The feasibility of the project might become closely watched because Rubloff is researching whether to ask the city and state to help pay for public infrastructure improvements on the site using what is called tax-increment financing.
Knutson said the group is exploring it because of the "large public infrastructure cost" that would come with some of the plans, which include building a parking garage and making utility improvements.
The idea behind TIF projects is for governments to invest in improving infrastructure and then pay for those improvements using new tax revenue, which developments are expected to generate when the projects are completed and areas are revitalized.
The city has supported TIF financing to improve infrastructure around the proposed CentrePointe development downtown as well as for the Distillery District project along Manchester Street. The state, which has to sign off on proposals, has approved the plans near CentrePointe and is finalizing its work on the Distillery District request.
Clamoring for a revival
The possibility of redeveloping the vacant mall drew praise from city officials.
"It would be great for the Gardenside area," said that district's councilman, Doug Martin, who grew up near Turfland Mall and recalled the many summer days he spent there.
"My mother used to plop us down in front of the TVs at Montgomery Ward while she shopped at McAlpin's," he said. "Area malls like Turfland Mall and Lexington Mall are in many ways a lifeblood of communities. When they go dark, it takes some of the wind out of neighborhoods."
A redeveloped Turfland Mall might also make selling the soon-to-be-cleared Springs Inn property across the street easier.
"We've looking at trying to get something similar but at this point don't know what's going to come in," said Cheri McMullin, who worked at the Springs for 15 years and represents the owners. The property has been taken off the market while the demolition continues.
"It would be exciting to see something new come in there," she said. "The mall, similar to the hotel, had its day, and things are just changing."
Knutson said the site has loads of potential.
"It's still in the urban service district of Lexington, and that creates less competition for a project of this magnitude," he said. "We feel we can definitely make something happen."
And the demolition of the Springs shows "that area is ready for development," he said. "It's not just a pipe dream."
The redevelopment plans are by no means Rubloff's first work in Kentucky.

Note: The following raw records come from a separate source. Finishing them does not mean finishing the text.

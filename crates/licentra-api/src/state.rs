//! Application state shared across handlers.
//!
//! Licentra's surface is small enough for one flat state struct; handlers
//! extract it whole via `State<Arc<AppState>>`.

use crate::auth::token::TokenSigner;
use licentra_core::AppConfig;
use licentra_db::{
    ApiKeyRepository, CustomerRepository, PackRepository, PrincipalRepository,
    ReportingRepository, SubscriptionRepository,
};
use sqlx::PgPool;

#[derive(Clone)]
pub struct AppState {
    pub db_pool: PgPool,
    pub config: AppConfig,
    pub tokens: TokenSigner,
    pub principals: PrincipalRepository,
    pub customers: CustomerRepository,
    pub packs: PackRepository,
    pub subscriptions: SubscriptionRepository,
    pub api_keys: ApiKeyRepository,
    pub reporting: ReportingRepository,
}

impl AppState {
    pub fn new(pool: PgPool, config: AppConfig) -> Result<Self, anyhow::Error> {
        let tokens = TokenSigner::from_config(&config.auth)?;

        Ok(Self {
            principals: PrincipalRepository::new(pool.clone()),
            customers: CustomerRepository::new(pool.clone()),
            packs: PackRepository::new(pool.clone()),
            subscriptions: SubscriptionRepository::new(pool.clone()),
            api_keys: ApiKeyRepository::new(pool.clone()),
            reporting: ReportingRepository::new(pool.clone()),
            db_pool: pool,
            config,
            tokens,
        })
    }
}

fn _assert_app_state_send_sync() {
    fn assert_send<T: Send>() {}
    fn assert_sync<T: Sync>() {}
    assert_send::<AppState>();
    assert_sync::<AppState>();
}
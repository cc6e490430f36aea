//! Customer subscription surface: catalog browse, current subscription,
//! request, deactivation, history.

use crate::auth::models::CustomerIdentity;
use crate::error::{ErrorResponse, HttpAppError, ValidatedJson};
use crate::handlers::{default_limit, default_page};
use crate::state::AppState;
use axum::{
    extract::{Query, State},
    response::IntoResponse,
    Json,
};
use chrono::{DateTime, Utc};
use licentra_core::models::{PageParams, Pagination, SubscriptionStatus};
use licentra_core::AppError;
use licentra_db::SubscriptionWithPack;
use serde::{Deserialize, Serialize};
use std::sync::Arc;
use utoipa::{IntoParams, ToSchema};
use uuid::Uuid;

#[derive(Debug, Serialize, ToSchema)]
pub struct PackSummary {
    pub id: Uuid,
    pub name: String,
    pub description: Option<String>,
    pub sku: String,
    pub price: f64,
    pub validity_months: i32,
}

#[derive(Debug, Serialize, ToSchema)]
pub struct PackCatalogResponse {
    pub success: bool,
    pub subscription_packs: Vec<PackSummary>,
}

/// Current subscription as reported to the customer.
#[derive(Debug, Serialize, ToSchema)]
pub struct SubscriptionDetail {
    pub id: Uuid,
    pub pack_name: String,
    pub pack_sku: String,
    pub price: f64,
    pub status: SubscriptionStatus,
    pub requested_at: DateTime<Utc>,
    pub approved_at: Option<DateTime<Utc>>,
    pub assigned_at: Option<DateTime<Utc>>,
    pub expires_at: Option<DateTime<Utc>>,
    pub is_valid: bool,
}

impl SubscriptionDetail {
    fn from_current(current: SubscriptionWithPack) -> Self {
        Self {
            id: current.id,
            pack_name: current.pack_name,
            pack_sku: current.pack_sku,
            price: current.price,
            status: current.status,
            requested_at: current.requested_at,
            approved_at: current.approved_at,
            assigned_at: current.assigned_at,
            expires_at: current.expires_at,
            is_valid: current.status.is_current(),
        }
    }
}

#[derive(Debug, Serialize, ToSchema)]
pub struct SubscriptionResponse {
    pub success: bool,
    pub subscription: SubscriptionDetail,
}

#[derive(Debug, Deserialize, ToSchema)]
pub struct SubscriptionRequestBody {
    pub sku: String,
}

#[derive(Debug, Serialize, ToSchema)]
pub struct RequestedSubscription {
    pub id: Uuid,
    pub pack_name: String,
    pub pack_sku: String,
    pub price: f64,
    pub status: SubscriptionStatus,
    pub requested_at: DateTime<Utc>,
}

#[derive(Debug, Serialize, ToSchema)]
pub struct SubscriptionRequestedResponse {
    pub success: bool,
    pub message: String,
    pub subscription: RequestedSubscription,
}

#[derive(Debug, Serialize, ToSchema)]
pub struct DeactivatedResponse {
    pub success: bool,
    pub message: String,
    pub deactivated_at: Option<DateTime<Utc>>,
}

#[derive(Debug, Serialize, ToSchema)]
pub struct HistoryEntry {
    pub id: Uuid,
    pub pack_name: String,
    pub pack_sku: String,
    pub price: f64,
    pub status: SubscriptionStatus,
    pub requested_at: DateTime<Utc>,
    pub approved_at: Option<DateTime<Utc>>,
    pub assigned_at: Option<DateTime<Utc>>,
    pub expires_at: Option<DateTime<Utc>>,
    pub deactivated_at: Option<DateTime<Utc>>,
    pub created_at: DateTime<Utc>,
}

impl From<SubscriptionWithPack> for HistoryEntry {
    fn from(entry: SubscriptionWithPack) -> Self {
        Self {
            id: entry.id,
            pack_name: entry.pack_name,
            pack_sku: entry.pack_sku,
            price: entry.price,
            status: entry.status,
            requested_at: entry.requested_at,
            approved_at: entry.approved_at,
            assigned_at: entry.assigned_at,
            expires_at: entry.expires_at,
            deactivated_at: entry.deactivated_at,
            created_at: entry.created_at,
        }
    }
}

#[derive(Debug, Serialize, ToSchema)]
pub struct HistoryResponse {
    pub success: bool,
    pub history: Vec<HistoryEntry>,
    pub pagination: Pagination,
}

#[derive(Debug, Deserialize, IntoParams)]
pub struct HistoryQuery {
    #[serde(default = "default_page")]
    pub page: i64,
    #[serde(default = "default_limit")]
    pub limit: i64,
}

#[utoipa::path(
    get,
    path = "/api/v1/customer/subscription-packs",
    tag = "customer",
    responses(
        (status = 200, description = "Available subscription packs", body = PackCatalogResponse),
        (status = 403, description = "Customer access required", body = ErrorResponse)
    )
)]
#[tracing::instrument(skip(state, _ctx))]
pub async fn list_packs(
    State(state): State<Arc<AppState>>,
    _ctx: CustomerIdentity,
) -> Result<impl IntoResponse, HttpAppError> {
    let packs = state.packs.list_active().await?;

    let subscription_packs = packs
        .into_iter()
        .map(|pack| PackSummary {
            id: pack.id,
            name: pack.name,
            description: pack.description,
            sku: pack.sku,
            price: pack.price,
            validity_months: pack.validity_months,
        })
        .collect();

    Ok(Json(PackCatalogResponse {
        success: true,
        subscription_packs,
    }))
}

#[utoipa::path(
    get,
    path = "/api/v1/customer/subscription",
    tag = "customer",
    responses(
        (status = 200, description = "Current subscription", body = SubscriptionResponse),
        (status = 404, description = "No active subscription", body = ErrorResponse)
    )
)]
#[tracing::instrument(skip(state, ctx), fields(customer_id = %ctx.customer.id))]
pub async fn get_subscription(
    State(state): State<Arc<AppState>>,
    ctx: CustomerIdentity,
) -> Result<impl IntoResponse, HttpAppError> {
    let current = state
        .subscriptions
        .get_current(ctx.customer.id)
        .await?
        .ok_or_else(|| AppError::NotFound("No active subscription found".to_string()))?;

    Ok(Json(SubscriptionResponse {
        success: true,
        subscription: SubscriptionDetail::from_current(current),
    }))
}

#[utoipa::path(
    post,
    path = "/api/v1/customer/subscription",
    tag = "customer",
    request_body = SubscriptionRequestBody,
    responses(
        (status = 200, description = "Subscription requested", body = SubscriptionRequestedResponse),
        (status = 404, description = "Subscription pack not found", body = ErrorResponse),
        (status = 409, description = "An open subscription already exists", body = ErrorResponse)
    )
)]
#[tracing::instrument(skip(state, ctx, request), fields(customer_id = %ctx.customer.id))]
pub async fn request_subscription(
    State(state): State<Arc<AppState>>,
    ctx: CustomerIdentity,
    ValidatedJson(request): ValidatedJson<SubscriptionRequestBody>,
) -> Result<impl IntoResponse, HttpAppError> {
    // Conflict takes precedence over an unknown SKU; the conditional insert
    // below still decides under concurrency.
    if state.subscriptions.has_open(ctx.customer.id).await? {
        return Err(AppError::Conflict(
            "You already have an active or pending subscription".to_string(),
        )
        .into());
    }

    let pack = state
        .packs
        .get_by_sku(&request.sku)
        .await?
        .ok_or_else(|| AppError::NotFound("Subscription pack not found".to_string()))?;

    let subscription = state
        .subscriptions
        .create_requested(ctx.customer.id, pack.id)
        .await?;

    Ok(Json(SubscriptionRequestedResponse {
        success: true,
        message: "Subscription request submitted successfully".to_string(),
        subscription: RequestedSubscription {
            id: subscription.id,
            pack_name: pack.name,
            pack_sku: pack.sku,
            price: pack.price,
            status: subscription.status,
            requested_at: subscription.requested_at,
        },
    }))
}

#[utoipa::path(
    delete,
    path = "/api/v1/customer/subscription",
    tag = "customer",
    responses(
        (status = 200, description = "Subscription deactivated", body = DeactivatedResponse),
        (status = 404, description = "No active subscription", body = ErrorResponse)
    )
)]
#[tracing::instrument(skip(state, ctx), fields(customer_id = %ctx.customer.id))]
pub async fn deactivate_subscription(
    State(state): State<Arc<AppState>>,
    ctx: CustomerIdentity,
) -> Result<impl IntoResponse, HttpAppError> {
    let subscription = state
        .subscriptions
        .deactivate_current(ctx.customer.id)
        .await?;

    Ok(Json(DeactivatedResponse {
        success: true,
        message: "Subscription deactivated successfully".to_string(),
        deactivated_at: subscription.deactivated_at,
    }))
}

#[utoipa::path(
    get,
    path = "/api/v1/customer/subscription-history",
    tag = "customer",
    params(HistoryQuery),
    responses(
        (status = 200, description = "Subscription history", body = HistoryResponse),
        (status = 403, description = "Customer access required", body = ErrorResponse)
    )
)]
#[tracing::instrument(skip(state, ctx, query), fields(customer_id = %ctx.customer.id))]
pub async fn subscription_history(
    State(state): State<Arc<AppState>>,
    ctx: CustomerIdentity,
    Query(query): Query<HistoryQuery>,
) -> Result<impl IntoResponse, HttpAppError> {
    let params = PageParams {
        page: query.page,
        limit: query.limit,
    }
    .normalized();

    let history = state
        .subscriptions
        .list_for_customer(ctx.customer.id, params.limit, params.offset(), true)
        .await?
        .into_iter()
        .map(HistoryEntry::from)
        .collect();
    let total = state
        .subscriptions
        .count_for_customer(ctx.customer.id)
        .await?;

    Ok(Json(HistoryResponse {
        success: true,
        history,
        pagination: Pagination::new(params, total),
    }))
}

It's working to develop the Paddocks of Woodford in Versailles but has encountered several delays. Winn-Dixie planned to anchor that site but filed for bankruptcy and pulled out. The company then signed Lowe's, but the recession hit and the home improvement retailer pulled out.
The company has seen success, though, with its redevelopment of the former Bashford Manor Mall in Louisville.

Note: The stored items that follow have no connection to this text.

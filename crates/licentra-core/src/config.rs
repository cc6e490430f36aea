//! Configuration module
//!
//! Explicit configuration structs built once at startup from the environment
//! and passed by reference to the services that need them. There is no
//! ambient global configuration.

use std::env;

// Common constants
const MAX_CONNECTIONS: u32 = 20;
const CONNECTION_TIMEOUT_SECS: u64 = 30;
const TOKEN_TTL_MINUTES: i64 = 60;
const DEFAULT_API_KEY_PREFIX: &str = "sk-sdk-";
const DEFAULT_ADMIN_EMAIL: &str = "admin@example.com";
const DEFAULT_ADMIN_PASSWORD: &str = "admin123";

const SUPPORTED_ALGORITHMS: &[&str] = &["HS256", "HS384", "HS512"];

/// Token signing and API key settings.
#[derive(Clone, Debug)]
pub struct AuthConfig {
    pub jwt_secret: String,
    pub jwt_algorithm: String,
    pub token_ttl_minutes: i64,
    pub api_key_prefix: String,
}

impl AuthConfig {
    /// Token lifetime in seconds, as reported in login responses.
    pub fn expires_in_secs(&self) -> i64 {
        self.token_ttl_minutes * 60
    }
}

/// Application configuration.
#[derive(Clone, Debug)]
pub struct AppConfig {
    pub server_port: u16,
    pub cors_origins: Vec<String>,
    pub database_url: String,
    pub db_max_connections: u32,
    pub db_timeout_seconds: u64,
    pub environment: String,
    pub auth: AuthConfig,
    /// Admin principal ensured at startup when absent.
    pub bootstrap_admin_email: String,
    pub bootstrap_admin_password: String,
}

impl AppConfig {
    /// Check if the application is running in production mode
    pub fn is_production(&self) -> bool {
        let env = self.environment.to_lowercase();
        env == "production" || env == "prod"
    }

    pub fn from_env() -> Result<Self, anyhow::Error> {
        dotenvy::dotenv().ok();

        let environment = env::var("ENVIRONMENT")
            .or_else(|_| env::var("APP_ENV"))
            .unwrap_or_else(|_| "development".to_string());

        let cors_origins: Vec<String> = env::var("CORS_ORIGINS")
            .unwrap_or_else(|_| "*".to_string())
            .split(',')
            .map(|s| s.trim().to_string())
            .filter(|s| !s.is_empty())
            .collect();

        let auth = AuthConfig {
            jwt_secret: env::var("SECRET_KEY")
                .map_err(|_| anyhow::anyhow!("SECRET_KEY must be set for authentication"))?,
            jwt_algorithm: env::var("ALGORITHM").unwrap_or_else(|_| "HS256".to_string()),
            token_ttl_minutes: env::var("ACCESS_TOKEN_EXPIRE_MINUTES")
                .unwrap_or_else(|_| TOKEN_TTL_MINUTES.to_string())
                .parse()
                .unwrap_or(TOKEN_TTL_MINUTES),
            api_key_prefix: env::var("API_KEY_PREFIX")
                .unwrap_or_else(|_| DEFAULT_API_KEY_PREFIX.to_string()),
        };

        let config = AppConfig {
            server_port: env::var("PORT")
                .unwrap_or_else(|_| "8080".to_string())
                .parse()
                .map_err(|_| anyhow::anyhow!("PORT must be a valid number"))?,
            cors_origins,
            database_url: env::var("DATABASE_URL")
                .map_err(|_| anyhow::anyhow!("DATABASE_URL must be set"))?,
            db_max_connections: env::var("DB_MAX_CONNECTIONS")
                .unwrap_or_else(|_| MAX_CONNECTIONS.to_string())
                .parse()
                .unwrap_or(MAX_CONNECTIONS),
            db_timeout_seconds: env::var("DB_TIMEOUT_SECONDS")
                .unwrap_or_else(|_| CONNECTION_TIMEOUT_SECS.to_string())
                .parse()
                .unwrap_or(CONNECTION_TIMEOUT_SECS),
            environment,
            auth,
            bootstrap_admin_email: env::var("ADMIN_EMAIL")
                .unwrap_or_else(|_| DEFAULT_ADMIN_EMAIL.to_string()),
            bootstrap_admin_password: env::var("ADMIN_PASSWORD")
                .unwrap_or_else(|_| DEFAULT_ADMIN_PASSWORD.to_string()),
        };

        config.validate()?;
        Ok(config)
    }

    pub fn validate(&self) -> Result<(), anyhow::Error> {
        if self.auth.jwt_secret.len() < 32 {
            return Err(anyhow::anyhow!(
                "SECRET_KEY must be at least 32 characters long"
            ));
        }

        if !SUPPORTED_ALGORITHMS.contains(&self.auth.jwt_algorithm.as_str()) {
            return Err(anyhow::anyhow!(
                "ALGORITHM must be one of {}",
                SUPPORTED_ALGORITHMS.join(", ")
            ));
        }

        if self.auth.token_ttl_minutes < 1 {
            return Err(anyhow::anyhow!(
                "ACCESS_TOKEN_EXPIRE_MINUTES must be at least 1"
            ));
        }

        if self.auth.api_key_prefix.trim().is_empty() {
            return Err(anyhow::anyhow!("API_KEY_PREFIX must not be empty"));
        }

        if !self.database_url.starts_with("postgresql://")
            && !self.database_url.starts_with("postgres://")
        {
            return Err(anyhow::anyhow!(
                "DATABASE_URL must be a valid PostgreSQL connection string"
            ));
        }

        if self.is_production() {
            if self.cors_origins.contains(&"*".to_string()) {
                return Err(anyhow::anyhow!(
                    "CORS_ORIGINS cannot be '*' in production. Please specify explicit origins."
                ));
            }
            if self.bootstrap_admin_password == DEFAULT_ADMIN_PASSWORD {
                return Err(anyhow::anyhow!(
                    "ADMIN_PASSWORD must be set explicitly in production"
                ));
            }
        }

        Ok(())
    }
}

#[cfg(test)]
mod tests {
    use super::*;

    fn base_config() -> AppConfig {
        AppConfig {
            server_port: 8080,
            cors_origins: vec!["http://localhost:3000".to_string()],
            database_url: "postgresql://localhost/licentra".to_string(),
            db_max_connections: MAX_CONNECTIONS,
            db_timeout_seconds: CONNECTION_TIMEOUT_SECS,
            environment: "development".to_string(),
            auth: AuthConfig {
                jwt_secret: "0123456789abcdef0123456789abcdef".to_string(),
                jwt_algorithm: "HS256".to_string(),
                token_ttl_minutes: TOKEN_TTL_MINUTES,
                api_key_prefix: DEFAULT_API_KEY_PREFIX.to_string(),
            },
            bootstrap_admin_email: DEFAULT_ADMIN_EMAIL.to_string(),
            bootstrap_admin_password: DEFAULT_ADMIN_PASSWORD.to_string(),
        }
    }

    #[test]
    fn test_valid_config_passes() {
        assert!(base_config().validate().is_ok());
    }

    #[test]
    fn test_short_secret_rejected() {
        let mut config = base_config();
        config.auth.jwt_secret = "too-short".to_string();
        assert!(config.validate().is_err());
    }

    #[test]
    fn test_unsupported_algorithm_rejected() {
        let mut config = base_config();
        config.auth.jwt_algorithm = "RS256".to_string();
        assert!(config.validate().is_err());
    }

    #[test]
    fn test_wildcard_cors_rejected_in_production() {
        let mut config = base_config();
        config.environment = "production".to_string();
        config.cors_origins = vec!["*".to_string()];
        config.bootstrap_admin_password = "not-the-default".to_string();
        assert!(config.validate().is_err());

        config.cors_origins = vec!["https://app.example.com".to_string()];
        assert!(config.validate().is_ok());
    }

    #[test]
    fn test_default_admin_password_rejected_in_production() {
        let mut config = base_config();
        config.environment = "prod".to_string();
        config.cors_origins = vec!["https://app.example.com".to_string()];
        assert!(config.validate().is_err());
    }

    #[test]
    fn test_expires_in_secs() {
        let config = base_config();
        assert_eq!(config.auth.expires_in_secs(), 3600);
    }

    #[test]
    fn test_is_production() {
        let mut config = base_config();
        assert!(!config.is_production());
        config.environment = "Production".to_string();
        assert!(config.is_production());
        config.environment = "prod".to_string();
        assert!(config.is_production());
    }
}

At Bashford Manor, the company transformed the aging mall, which had seen Dillard's pull out, into a retail complex anchored by a free-standing Target, which had been previously attached to the mall.
It also added Lowe's, Wal-Mart, and most recently, a Burlington Coat Factory.

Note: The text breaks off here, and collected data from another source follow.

use licentra_core::models::ApiKey;
use licentra_core::AppError;
use sqlx::{PgPool, Postgres};
use uuid::Uuid;

/// Repository for SDK API keys. Keys are stored verbatim and looked up by
/// exact match; rows are never hard-deleted.
#[derive(Clone)]
pub struct ApiKeyRepository {
    pool: PgPool,
}

impl ApiKeyRepository {
    pub fn new(pool: PgPool) -> Self {
        Self { pool }
    }

    #[tracing::instrument(skip(self, key), fields(db.table = "api_keys", db.operation = "insert"))]
    pub async fn create(&self, customer_id: Uuid, key: &str) -> Result<ApiKey, AppError> {
        let api_key = sqlx::query_as::<Postgres, ApiKey>(
            r#"
            INSERT INTO api_keys (customer_id, key)
            VALUES ($1, $2)
            RETURNING *
            "#,
        )
        .bind(customer_id)
        .bind(key)
        .fetch_one(&self.pool)
        .await
        .map_err(|e| {
            tracing::error!(error = %e, customer_id = %customer_id, "Failed to create API key");
            AppError::Database(e)
        })?;

        tracing::info!(api_key_id = %api_key.id, customer_id = %customer_id, "API key created");

        Ok(api_key)
    }

    /// Existing active key for a customer; SDK login reuses this instead of
    /// minting a new key.
    #[tracing::instrument(skip(self), fields(db.table = "api_keys", db.operation = "select"))]
    pub async fn get_active_for_customer(
        &self,
        customer_id: Uuid,
    ) -> Result<Option<ApiKey>, AppError> {
        let api_key = sqlx::query_as::<Postgres, ApiKey>(
            r#"
            SELECT * FROM api_keys
            WHERE customer_id = $1 AND is_active = TRUE
            ORDER BY created_at DESC
            LIMIT 1
            "#,
        )
        .bind(customer_id)
        .fetch_optional(&self.pool)
        .await
        .map_err(|e| {
            tracing::error!(error = %e, customer_id = %customer_id, "Failed to get API key for customer");
            AppError::Database(e)
        })?;

        Ok(api_key)
    }

    /// Exact-match lookup of an active key.
    #[tracing::instrument(skip(self, key), fields(db.table = "api_keys", db.operation = "select"))]
    pub async fn get_active_by_key(&self, key: &str) -> Result<Option<ApiKey>, AppError> {
        let api_key = sqlx::query_as::<Postgres, ApiKey>(
            r#"
            SELECT * FROM api_keys
            WHERE key = $1 AND is_active = TRUE
            "#,
        )
        .bind(key)
        .fetch_optional(&self.pool)
        .await
        .map_err(|e| {
            tracing::error!(error = %e, "Failed to get API key");
            AppError::Database(e)
        })?;

        Ok(api_key)
    }
}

"That project is about 95 percent developed," Knutson said.
The redevelopment of an existing mall as a mixed-use development, though, will be the first for Rubloff. Knutson said the company is in the process of creating new developments that way but has traditionally redeveloped with single uses in mind, such as retail at Bashford Manor.
"We are firm believers in the Lexington market," he said, "and we don't like to see a vacant mall as much as anyone else."
And neither do the people who live and work along the corridor who have seen retail concentrate further down Harrodsburg Road at Palomar Centre and Beaumont Centre.
"I think those made an impact to some degree," McMullin said. "And Hamburg had an impact because there were people from Eastern Kentucky who once drove into Lexington but now they make it to Hamburg and stop."
But even the possibility of redevelopment has brought back hope for Harrodsburg Road.
"It's one of those major thoroughfares of Lexington," McMullin said, "and I really do believe it's going to come back and be an awesome part of town again."